What is the right order when using \frontmatter, \tableofcontents, \mainmatter, \part, \chapter, \backmatter, \appendix etc?
Prenote: as my answer expands David Hammens's one, read his answer first.
There's only one subject area with a hard-and-fast rule: front-/main-/backmatter and appendix. To recap the behaviour of the standard book
class:
\frontmatter
turns off chapter numbering and uses roman numerals for page numbers;\mainmatter
turns on chapter numbering, resets page numbering and uses arabic numerals for page numbers;\appendix
resets chapter numbering, uses letters for chapter numbers and doesn't fiddle with page numbering;\backmatter
turns off chapter numbering and doesn't fiddle with page numbering.
The hard-and-fast rule: Don't use \appendix
after \backmatter
, because chapter numbering has already been turned off by \backmatter
.
(Note: Probably because Leslie Lamport didn't anticipate sections in \frontmatter
and \backmatter
, the standard book
class doesn't turn off section numbering there.)
Front-/main-/backmatter and appendix influence the numbering of chapters, but aren't chapters themselves. (You may treat them as parts and fiddle with the \part
command.) On the other hand, things like the table of contents, the bibliography, the index etc. normally are represented as (unnumbered) chapters. David Hammen has already given a comprehensive answer, so I'll add my suggestions mainly on topics where David was silent (or where I disagree with him):
Information about ISBN, edition, copyright etc. is often placed at the back of the title page, i.e. on p. 4 of a book. (Page 1 contains the half-title, p. 2 is empty, p. 3 contains the title.)
A dedication and/or a motto is often placed after the information page.
For the lists of figures/tables/custom floats there are two placement options: a) immediately after the table of contents b) (if they are really bulky) somewhere in the backmatter.
Information about the "target audience" is (in my opinion) well suited as part of a "Preface" chapter (which should be placed immediately before the "Introduction" and the
\mainmatter
chapters).For the appendix and the backmatter, I suggest the following rule of thumb: Chapters containing additional (but subordinate) information should be placed before chapters that only serve as registers. In particular, the bibliography should always be placed after "supplemental" appendix chapters.
In the majority of books I know, the index comes last.
I'll start small and build up.
Personal preference: I generally prefer \input
over \include
. Chasing down blank pages because you happened to \include
a file that should only have been \input
can be a pain. OTOH, if the \input
file starts with \chapter
and you have set things up so that chapters start on a new page (or a new even page), using \input
instead of \include
is a 'no harm no foul' kind of difference.
Front matter:
- The title page is of course first.
- Dedications and "about the xxx": Pick up some books and you will see that the order of these varies. This is a personal preference item.
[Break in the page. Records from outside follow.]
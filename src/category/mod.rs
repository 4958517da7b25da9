//! Paginated scraping of one category.
//!
//! Pages are fetched one after another. A page that fails to load, a link
//! that leads nowhere useful and a card that cannot be located are each
//! skipped on their own; a run always finishes and returns what it found.

pub mod links;

use std::collections::HashSet;

use scraper::{ElementRef, Html, Selector};
use tracing::{debug, info, instrument, warn};
use url::Url;

use crate::config::{Category, Config, PageCount};
use crate::extractor::card::compile_selector;
use crate::extractor::{CardExtractor, Column, ExtractionError, ListingRecord, ListingTable};
use crate::fetcher::PageSource;

pub use links::{AdLinkMatcher, enclosing_card, page_url};

const ANCHOR_SELECTOR: &str = "a[href]";

/// Counters for one scraping run.
#[derive(Debug, Clone, Default, PartialEq, Eq)]
pub struct ScrapeStats {
    pub pages_requested: u32,
    pub pages_fetched: u32,
    pub pages_failed: u32,
    /// Ad links found, repeats included.
    pub links_seen: usize,
    /// Links whose ad URL was already collected earlier in the run.
    pub duplicates_skipped: usize,
    /// Ad links that could not be turned into a card.
    pub cards_skipped: usize,
}

#[derive(Debug, Clone)]
pub struct ScrapeOutcome {
    pub table: ListingTable,
    pub stats: ScrapeStats,
}

/// Per-run state: the seen-set and everything collected so far.
struct Run {
    seen: HashSet<String>,
    table: ListingTable,
    stats: ScrapeStats,
}

pub struct CategoryScraper<'a, S> {
    config: &'a Config,
    source: S,
    extractor: CardExtractor,
    links: AdLinkMatcher,
    anchors: Selector,
}

impl<'a, S: PageSource> CategoryScraper<'a, S> {
    pub fn new(config: &'a Config, source: S) -> Result<Self, ExtractionError> {
        Ok(Self {
            config,
            source,
            extractor: CardExtractor::new(config.base_url().clone())?,
            links: AdLinkMatcher::new(config.base_url().clone()),
            anchors: compile_selector(ANCHOR_SELECTOR)?,
        })
    }

    pub async fn scrape_category(&self, category: Category, pages: PageCount) -> ScrapeOutcome {
        self.scrape(&self.config.category_url(category), pages).await
    }

    #[instrument(skip_all, fields(url = %category_url, pages = pages.get()))]
    pub async fn scrape(&self, category_url: &Url, pages: PageCount) -> ScrapeOutcome {
        let mut run = Run {
            seen: HashSet::new(),
            table: ListingTable::new(Column::SCRAPED),
            stats: ScrapeStats {
                pages_requested: pages.get(),
                ..ScrapeStats::default()
            },
        };

        for page in pages.pages() {
            let url = page_url(category_url, page);
            let html = match self.source.fetch_page(&url).await {
                Ok(html) => html,
                Err(err) => {
                    warn!(page, error = %err, "skipping page");
                    run.stats.pages_failed += 1;
                    continue;
                }
            };
            run.stats.pages_fetched += 1;

            let added = self.collect_page(&html, &mut run);
            info!(page, added, total = run.table.len(), "page scraped");
        }

        let dropped = run.table.dedup_exact();
        if dropped > 0 {
            debug!(dropped, "dropped duplicate rows");
        }

        info!(
            records = run.table.len(),
            pages_fetched = run.stats.pages_fetched,
            pages_failed = run.stats.pages_failed,
            cards_skipped = run.stats.cards_skipped,
            "category scraped"
        );
        ScrapeOutcome {
            table: run.table,
            stats: run.stats,
        }
    }

    /// Adds the page's new cards to the run and returns how many were added.
    fn collect_page(&self, html: &str, run: &mut Run) -> usize {
        let document = Html::parse_document(html);
        let before = run.table.len();

        for anchor in document.select(&self.anchors) {
            let Some(href) = anchor.value().attr("href") else {
                continue;
            };
            let ad_url = match self.links.resolve(href) {
                Ok(Some(url)) => url,
                Ok(None) => continue,
                Err(err) => {
                    debug!(error = %err, "skipping card");
                    run.stats.links_seen += 1;
                    run.stats.cards_skipped += 1;
                    continue;
                }
            };
            run.stats.links_seen += 1;

            if !run.seen.insert(ad_url.to_string()) {
                run.stats.duplicates_skipped += 1;
                continue;
            }

            match self.extract_card(anchor, &ad_url) {
                Ok(record) => run.table.push(record),
                Err(err) => {
                    debug!(error = %err, "skipping card");
                    run.stats.cards_skipped += 1;
                }
            }
        }

        run.table.len() - before
    }

    fn extract_card(
        &self,
        anchor: ElementRef<'_>,
        ad_url: &Url,
    ) -> Result<ListingRecord, ExtractionError> {
        let card = enclosing_card(anchor).ok_or_else(|| ExtractionError::MissingContainer {
            ad_url: ad_url.to_string(),
        })?;
        Ok(self.extractor.extract(card, ad_url))
    }
}
pub mod client;
pub mod errors;
pub mod pipeline;
pub mod types;

pub use client::{HttpFetcher, PageSource};
pub use errors::FetchError;
pub use types::PageResponse;

#[cfg(test)]
pub use client::MockPageSource;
Do what makes sense to you.
- You missed an abstract or executive summary, one or the other (and sometimes both) of which are often present in technical reports.
- Table of contents is almost inevitably after the dedications, "about the xxx", abstract, executive summary, etc. but before the "list of xxx".
- List of figures is usually before list of tables.
Main matter is the bulk of the book/article/whatever but the easiest to specify. Just like you have it. Just be consistent. Example: Don't switch from sections as the highest level entity to parts later on.
Back matter:
- You use
\appendix
before you use any sectioning commands that pertain to appendices. You may or may not want to use the appendix package. Do not use the appendix package if your document has parts. - The bibliography typically goes before any appendices except when the appendices themselves contain citations. Then the bibliography goes after the appendices.
- The order of indices and bibliography (one, not many) varies considerably from book to book, and from publisher to publisher.
If you are not self-publishing, your publisher will almost certainly have their own ideas/rules on the right way to do things. Keep your content well-separated so that when the publisher asks you to rearrange your content it only takes five minutes to do so as opposed to five weeks.
I'd recommend reading memdesign.pdf
, Chapter 2, "The Parts of a Book". It's not too big for a first look (~12 pages).
Who knows, it may even turn you into a memoir
fan.
And, of course, there's absolutely no need for you to restrict yourself to Chapter 2.
If you're really interested, then I can also recommend Bringhurst.